▶ _EXERCISE REQUIREMENTS_
Which lines of the entries below contain the string "delta"? Copy each one.

** Opening SOURCE MATERIAL block **

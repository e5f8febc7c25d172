//! Compute resources and the computations they run.

use std::any::Any;
use std::fmt;
use std::time::Duration;

use slab::Slab;
use tracing::{debug, trace};

use crate::action::{Action, ActionId, ActionState, Completion, CompletionQueue, Suspension};
use crate::model::{Model, ResourceState};
use crate::solver::{ConstraintId, SharingPolicy, System};
use crate::time::{duration_from_secs, MonotonicTime, PRECISION};

/// Handle to a host of a [`CpuModel`].
#[derive(Copy, Clone, Debug, PartialEq, Eq, Hash)]
pub struct HostId(usize);

struct Host {
    name: String,
    speed: f64,
    state: ResourceState,
    constraint: ConstraintId,
}

struct Computation {
    action: Action,
    host: HostId,
}

/// Compute model: hosts whose processing power is shared fairly among the
/// computations they run.
///
/// Each host is one shared constraint with a capacity equal to its compute
/// speed in flops per second. Computations contend for that capacity with a
/// weight derived from their priority; sleeps occupy a host without consuming
/// any of it.
pub struct CpuModel {
    system: System,
    hosts: Slab<Host>,
    actions: Slab<Computation>,
    completions: CompletionQueue,
    now: MonotonicTime,
}

impl CpuModel {
    /// Creates a compute model with no hosts.
    pub fn new() -> Self {
        Self {
            system: System::new(),
            hosts: Slab::new(),
            actions: Slab::new(),
            completions: CompletionQueue::new(),
            now: MonotonicTime::EPOCH,
        }
    }

    /// Registers a host computing `speed` flops per second.
    pub fn add_host(&mut self, name: impl Into<String>, speed: f64) -> HostId {
        let constraint = self.system.add_constraint(speed, SharingPolicy::Shared);
        let key = self.hosts.insert(Host {
            name: name.into(),
            speed,
            state: ResourceState::On,
            constraint,
        });

        HostId(key)
    }

    /// Returns the name of a host.
    pub fn host_name(&self, host: HostId) -> &str {
        &self.hosts[host.0].name
    }

    /// Returns the compute speed of a host, in flops per second.
    pub fn host_speed(&self, host: HostId) -> f64 {
        self.hosts[host.0].speed
    }

    /// Returns the administrative state of a host.
    pub fn host_state(&self, host: HostId) -> ResourceState {
        self.hosts[host.0].state
    }

    /// Changes the compute speed of a host, typically when replaying an
    /// availability trace.
    pub fn set_speed(&mut self, host: HostId, speed: f64) {
        self.hosts[host.0].speed = speed;
        let constraint = self.hosts[host.0].constraint;
        self.system.set_constraint_bound(constraint, speed);
        debug!(host = host.0, speed, "host speed changed");
    }

    /// Changes the administrative state of a host.
    ///
    /// Switching a host off makes every computation using it fail at the
    /// next update phase.
    pub fn set_host_state(&mut self, host: HostId, state: ResourceState) {
        self.hosts[host.0].state = state;
        debug!(host = host.0, state = ?state, "host state changed");
    }

    /// Starts a computation of `flops` on a host.
    pub fn execute(&mut self, host: HostId, flops: f64) -> ActionId {
        self.execute_with_rate(host, flops, 0.0)
    }

    /// Starts a computation of `flops` on a host, capped at `rate` flops per
    /// second (non-positive means uncapped).
    pub fn execute_with_rate(&mut self, host: HostId, flops: f64, rate: f64) -> ActionId {
        let mut action = Action::new(self.now, flops, 0.0);
        let variable = self.system.add_variable(1.0, rate, 1);
        self.system
            .expand(self.hosts[host.0].constraint, variable, 1.0)
            .expect("the variable was sized for a single constraint");
        action.variable = Some(variable);

        let key = self.actions.insert(Computation { action, host });
        trace!(action = key, host = host.0, flops, "starting computation");

        ActionId(key)
    }

    /// Starts a pure wait on a host.
    ///
    /// A sleep consumes no compute capacity; it completes when its duration
    /// elapses, or fails if the host goes off in the meantime.
    pub fn sleep(&mut self, host: HostId, duration: Duration) -> ActionId {
        let mut action = Action::new(self.now, 0.0, 0.0);
        // A sleep never contends; freeze it so that priority changes cannot
        // pull it into the sharing.
        action.suspension = Suspension::Frozen;
        action.max_duration = Some(duration.as_secs_f64());
        let variable = self.system.add_variable(0.0, 0.0, 1);
        self.system
            .expand(self.hosts[host.0].constraint, variable, 1.0)
            .expect("the variable was sized for a single constraint");
        action.variable = Some(variable);

        let key = self.actions.insert(Computation { action, host });
        trace!(action = key, host = host.0, "starting sleep");

        ActionId(key)
    }

    /// Cancels an action. Canceling a finished action has no effect.
    pub fn cancel(&mut self, action: ActionId) {
        self.actions[action.0].action.finish(
            action,
            ActionState::Canceled,
            self.now,
            &mut self.system,
            &mut self.completions,
        );
    }

    /// Suspends an action, preserving its remaining work.
    pub fn suspend(&mut self, action: ActionId) {
        self.actions[action.0].action.suspend(&mut self.system);
    }

    /// Resumes a suspended action.
    pub fn resume(&mut self, action: ActionId) {
        self.actions[action.0].action.resume(&mut self.system);
    }

    /// Changes the priority of an action; higher values mean a larger share.
    pub fn set_priority(&mut self, action: ActionId, priority: f64) {
        // The solver weight is an inverse priority.
        self.actions[action.0]
            .action
            .set_priority(1.0 / priority, &mut self.system);
    }

    /// Caps the total lifetime of an action, counted from now; expiry
    /// finishes it as [`ActionState::TimedOut`] if work remains.
    pub fn set_deadline(&mut self, action: ActionId, deadline: Option<Duration>) {
        self.actions[action.0]
            .action
            .set_deadline(deadline.map(|deadline| deadline.as_secs_f64()));
    }

    /// Returns the lifecycle state of an action.
    pub fn action_state(&self, action: ActionId) -> ActionState {
        self.actions[action.0].action.state
    }

    /// Returns the work remaining to an action, in flops.
    pub fn remaining(&self, action: ActionId) -> f64 {
        self.actions[action.0].action.remains
    }

    /// Discards the record of a finished action.
    ///
    /// # Panics
    ///
    /// Panics if the action has not finished.
    pub fn remove(&mut self, action: ActionId) {
        assert!(
            self.actions[action.0].action.is_terminal(),
            "only finished actions can be removed"
        );
        self.actions.remove(action.0);
    }

    /// Drains the pending completion notifications, oldest first.
    pub fn completions(&mut self) -> impl Iterator<Item = Completion> + '_ {
        self.completions.drain()
    }
}

impl Model for CpuModel {
    fn share_resources(&mut self, now: MonotonicTime) -> Option<Duration> {
        self.now = now;
        self.system.solve();

        let mut min: Option<f64> = None;
        for (_, computation) in self.actions.iter() {
            if let Some(bound) = computation.action.completion_bound(&self.system) {
                min = Some(match min {
                    None => bound,
                    Some(min) => min.min(bound),
                });
            }
        }

        min.map(duration_from_secs)
    }

    fn update_actions_state(&mut self, now: MonotonicTime, delta: Duration) {
        self.now = now;
        let delta = delta.as_secs_f64();
        let keys: Vec<usize> = self.actions.iter().map(|(key, _)| key).collect();

        for key in keys {
            if self.actions[key].action.is_terminal() {
                continue;
            }

            // Failure is checked before any progress is made: the host was
            // off for the whole elapsed interval, so the action performed no
            // work during it.
            let host = self.actions[key].host;
            if self.hosts[host.0].state == ResourceState::Off {
                self.actions[key].action.finish(
                    ActionId(key),
                    ActionState::Failed,
                    now,
                    &mut self.system,
                    &mut self.completions,
                );
                continue;
            }

            let (value, weight) = match self.actions[key].action.variable {
                Some(variable) => (
                    self.system.variable_value(variable),
                    self.system.variable_weight(variable),
                ),
                None => (0.0, 0.0),
            };

            self.actions[key].action.consume(value, delta);

            if self.actions[key].action.elapse_deadline(delta) {
                let state = if self.actions[key].action.remains <= PRECISION {
                    ActionState::Done
                } else {
                    ActionState::TimedOut
                };
                self.actions[key].action.finish(
                    ActionId(key),
                    state,
                    now,
                    &mut self.system,
                    &mut self.completions,
                );
                continue;
            }

            if self.actions[key].action.remains <= PRECISION && weight > 0.0 {
                self.actions[key].action.finish(
                    ActionId(key),
                    ActionState::Done,
                    now,
                    &mut self.system,
                    &mut self.completions,
                );
            }
        }
    }

    fn as_any(&self) -> &dyn Any {
        self
    }

    fn as_any_mut(&mut self) -> &mut dyn Any {
        self
    }
}

impl Default for CpuModel {
    fn default() -> Self {
        Self::new()
    }
}

impl fmt::Debug for CpuModel {
    fn fmt(&self, f: &mut fmt::Formatter<'_>) -> fmt::Result {
        f.debug_struct("CpuModel")
            .field("hosts", &self.hosts.len())
            .field("actions", &self.actions.len())
            .finish_non_exhaustive()
    }
}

** Closing SOURCE MATERIAL block **

▶ _REPLY_
    fn update_actions_state(&mut self, now: MonotonicTime, delta: Duration) {
        let delta = delta.as_secs_f64();
            self.actions[key].action.consume(value, delta);
            if self.actions[key].action.elapse_deadline(delta) {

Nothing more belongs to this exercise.